Madonna and Child
Missionary-Ethnological Museum, Inv. AF 7912
This sculpture is representative of the Masai people in Kenya. It is
made of terracotta; the artist is unknown, but as indicated on the base,
the statue was made in 1978 and given to John Paul II. The shaved and
polished heads of mother and child, the rich decorations on necklaces,
neckplate, appendage, cincture, and purse – they all point to Masai
origins. The overall impression of successful inculturation is
reinforced by the delicately chiseled facial traits. The only concession
made to Western tradition is the long tunic worn by the Madonna. Inspite
of its ethnic definition, this sculpture conveys a message of universal
motherhood and maternal tenderness.
Mary’s Cultural Charism
The cultural impact of Mary’s figure is clearly visible. She is one
of the most powerful cultural figures of Christianity. Here are three
reasons to corroborate Mary’s cultural importance for Christianity of
past and present.
1) Person Made Culture:
Incarnational theology naturally forms a pact with culture. Where the
divine claims to become visible and present, as it did in Jesus Christ,
culture will have to be the name of its cradle and home. Mary’s person
stands tall and highly visible at the incarnational threshold of the
Christ-event. There is no way to avoid her; she must be reckoned with.

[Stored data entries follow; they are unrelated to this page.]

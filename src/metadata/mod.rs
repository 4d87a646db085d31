//! Catalog Metadata Layer Abstraction
//!
//! This module provides an abstraction over the product metadata store,
//! allowing the engine to use different backings (JSON artifact on disk,
//! in-memory mock) without affecting higher-level services.

pub mod config;
pub mod json_store;
pub mod mock_store;

#[cfg(test)]
mod comprehensive_test;

use serde::{Deserialize, Serialize};

use crate::error::CatalogResult;

/// Product identifier type
pub type ProductId = String;

/// User identifier type
pub type UserId = String;

/// Classification tag applied when a product carries no explicit type
pub const DEFAULT_PRODUCT_TYPE: &str = "digital";

fn default_product_type() -> String {
    DEFAULT_PRODUCT_TYPE.to_string()
}

/// One product record as persisted in the catalog artifact.
///
/// Field order here is the serialization order, which the artifact relies on
/// for stable, reviewable diffs.
#[derive(Debug, Clone, Serialize, Deserialize, PartialEq)]
#[serde(rename_all = "camelCase")]
pub struct ProductRecord {
    /// Opaque unique identifier, immutable after creation
    pub id: ProductId,
    /// Display title
    pub title: String,
    /// Display description
    pub description: String,
    /// Ordered feature bullet points, may be empty
    #[serde(default)]
    pub features: Vec<String>,
    /// Ordered image references, required non-empty
    pub images: Vec<String>,
    /// Non-negative price
    pub price: f64,
    /// Category tag
    pub category: String,
    /// Product type tag, defaults when the artifact omits it
    #[serde(rename = "type", default = "default_product_type")]
    pub kind: String,
    /// Name of the downloadable payload held in the blob store, if any
    pub downloadable_file_name: Option<String>,
}

/// Trait defining the catalog metadata store interface.
///
/// The store holds one ordered sequence of product records (order = display
/// order). `write_all` replaces the whole sequence; per-record mutation is
/// the coordinator's job.
pub trait MetadataStore: Send + Sync {
    /// Read the full ordered product sequence.
    ///
    /// A missing or empty backing artifact yields an empty sequence. An
    /// unparsable artifact fails with `CorruptStore`.
    fn read_all(&self) -> CatalogResult<Vec<ProductRecord>>;

    /// Atomically replace the full product sequence.
    ///
    /// On failure the previous content remains intact.
    fn write_all(&self, records: &[ProductRecord]) -> CatalogResult<()>;
}
//! Intake State Machine for Candidate Creation
//!
//! Manages the multi-step candidate intake lifecycle in memory.
//!
//! # Overview
//!
//! The intake guides users through candidate creation in discrete steps:
//! 1. Basic Information - name, contact details, addresses, picture
//! 2. Educational Information - exam, institution, result, passing year
//! 3. Past Experience - company, designation, dates, years of experience
//!
//! # Design Principles
//!
//! - **Gated**: A step's fields merge into the record only after its rule
//!   table accepts the draft
//! - **Progressive**: Users can move forward/backward/jump freely, preserving
//!   all accepted data
//! - **Monotonic**: Re-validating a step overwrites its own fields but never
//!   removes fields contributed by other steps
//! - **Single hand-off**: Submission fires once, after the last step
//!   validates with every step completed; a failed hand-off keeps the record
//!   so submission can be retried

mod manager;
mod types;

pub use manager::*;
pub use types::*;
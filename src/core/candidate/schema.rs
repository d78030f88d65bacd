//! Candidate Intake Rule Tables
//!
//! The concrete validation schemas for the three intake steps, plus the
//! shortlist schema used when scheduling an interview for an existing
//! candidate. Field names are the host form's wire names; labels and
//! messages match the wording shown next to each input.

use crate::core::validation::{Check, DateBound, FieldRule, StepSchema};

use super::intake::IntakeStep;

/// Schema for the basic information step.
pub fn basic_info() -> StepSchema {
    StepSchema::new(
        "basic_info",
        vec![
            FieldRule::required("firstName", "First name")
                .check(Check::MinLen(2))
                .check(Check::MaxLen(20)),
            FieldRule::required("lastName", "Last name")
                .check(Check::MinLen(2))
                .check(Check::MaxLen(20)),
            FieldRule::required("email", "Email").check(Check::Email),
            FieldRule::required("phone", "Phone number").check(Check::BdPhone),
            FieldRule::optional("altPhone", "Alternative phone number").check(Check::BdPhone),
            FieldRule::optional("ssn", "SSN"),
            FieldRule::optional("presentAddress", "Present address").check(Check::MaxLen(200)),
            FieldRule::optional("permanentAddress", "Permanent address").check(Check::MaxLen(200)),
            FieldRule::optional("state", "State").check(Check::MaxLen(50)),
            FieldRule::optional("city", "City").check(Check::MaxLen(50)),
            FieldRule::optional("zipCode", "Zip code"),
            FieldRule::attachment("picture", "Picture").check(Check::Image),
        ],
    )
}

/// Schema for the educational information step.
pub fn edu_info() -> StepSchema {
    StepSchema::new(
        "edu_info",
        vec![
            FieldRule::required("examName", "Exam name"),
            FieldRule::required("institution", "Institution").check(Check::MinLen(2)),
            FieldRule::required("roll", "Roll"),
            FieldRule::required("registrationNo", "Registration No"),
            FieldRule::required("result", "Result"),
            FieldRule::required("passingYear", "Passing year").check(Check::Year),
        ],
    )
}

/// Schema for the past experience step.
pub fn past_exp() -> StepSchema {
    StepSchema::new(
        "past_exp",
        vec![
            FieldRule::required("companyName", "Company name"),
            FieldRule::required("designation", "Designation").check(Check::MinLen(2)),
            FieldRule::required("joiningDate", "Joining date")
                .check(Check::Date(DateBound::NotInFuture)),
            FieldRule::optional("expireDate", "Expire date").check(Check::Date(DateBound::Any)),
            FieldRule::required("yearsOfExp", "Years of experience").check(Check::Digits),
        ],
    )
}

/// Schema for shortlisting an existing candidate for an interview.
/// Not part of the intake step sequence.
pub fn shortlist() -> StepSchema {
    StepSchema::new(
        "shortlist",
        vec![
            FieldRule::required("candidate", "Candidate ID"),
            FieldRule::required("jobPosition", "Job Position").check(Check::MinLen(2)),
            FieldRule::required("interviewDate", "Interview date")
                .check(Check::Date(DateBound::NotInPast)),
        ],
    )
}

/// Rule table for an intake step.
pub fn schema_for(step: IntakeStep) -> StepSchema {
    match step {
        IntakeStep::BasicInfo => basic_info(),
        IntakeStep::Education => edu_info(),
        IntakeStep::Experience => past_exp(),
    }
}

// ============================================================================
// Tests
// ============================================================================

She is culture made individual person and mother
into which the Trinity incarnates itself as Jesus Christ. She is the
cultural figure to reckon with whenever the mystery of Christ is object
of cultural transfer, reassessment, and inculturation. The understanding
of the Christ-event as ongoing incarnation invariably makes of Mary a
witness, a guardian and sometimes a victim of its cultural challenge.
2) Horror Vacui: Eminently
cultural thanks to her role in the incarnation, there is, in fact,
little information to describe and evaluate Mary’s cultural profile. But
since nature (here theological imagination) abhors void, she
compensates, meaning she creates her own marian contraption, more or
less in sync with Mary’s original persona. In other words, there is a
need for cultural representations of Mary. Cultural representations of
Mary are not necessarily detrimental to the original essential message
as long as they are not absolutized at the expense of
Mary’s historical singularity and the doctrinal unity of theological
reflection about her.
3) Universal Legitimacy:
Perhaps the most powerful aspect of Mary’s
cultural significance is of a non-theological and non-religious order.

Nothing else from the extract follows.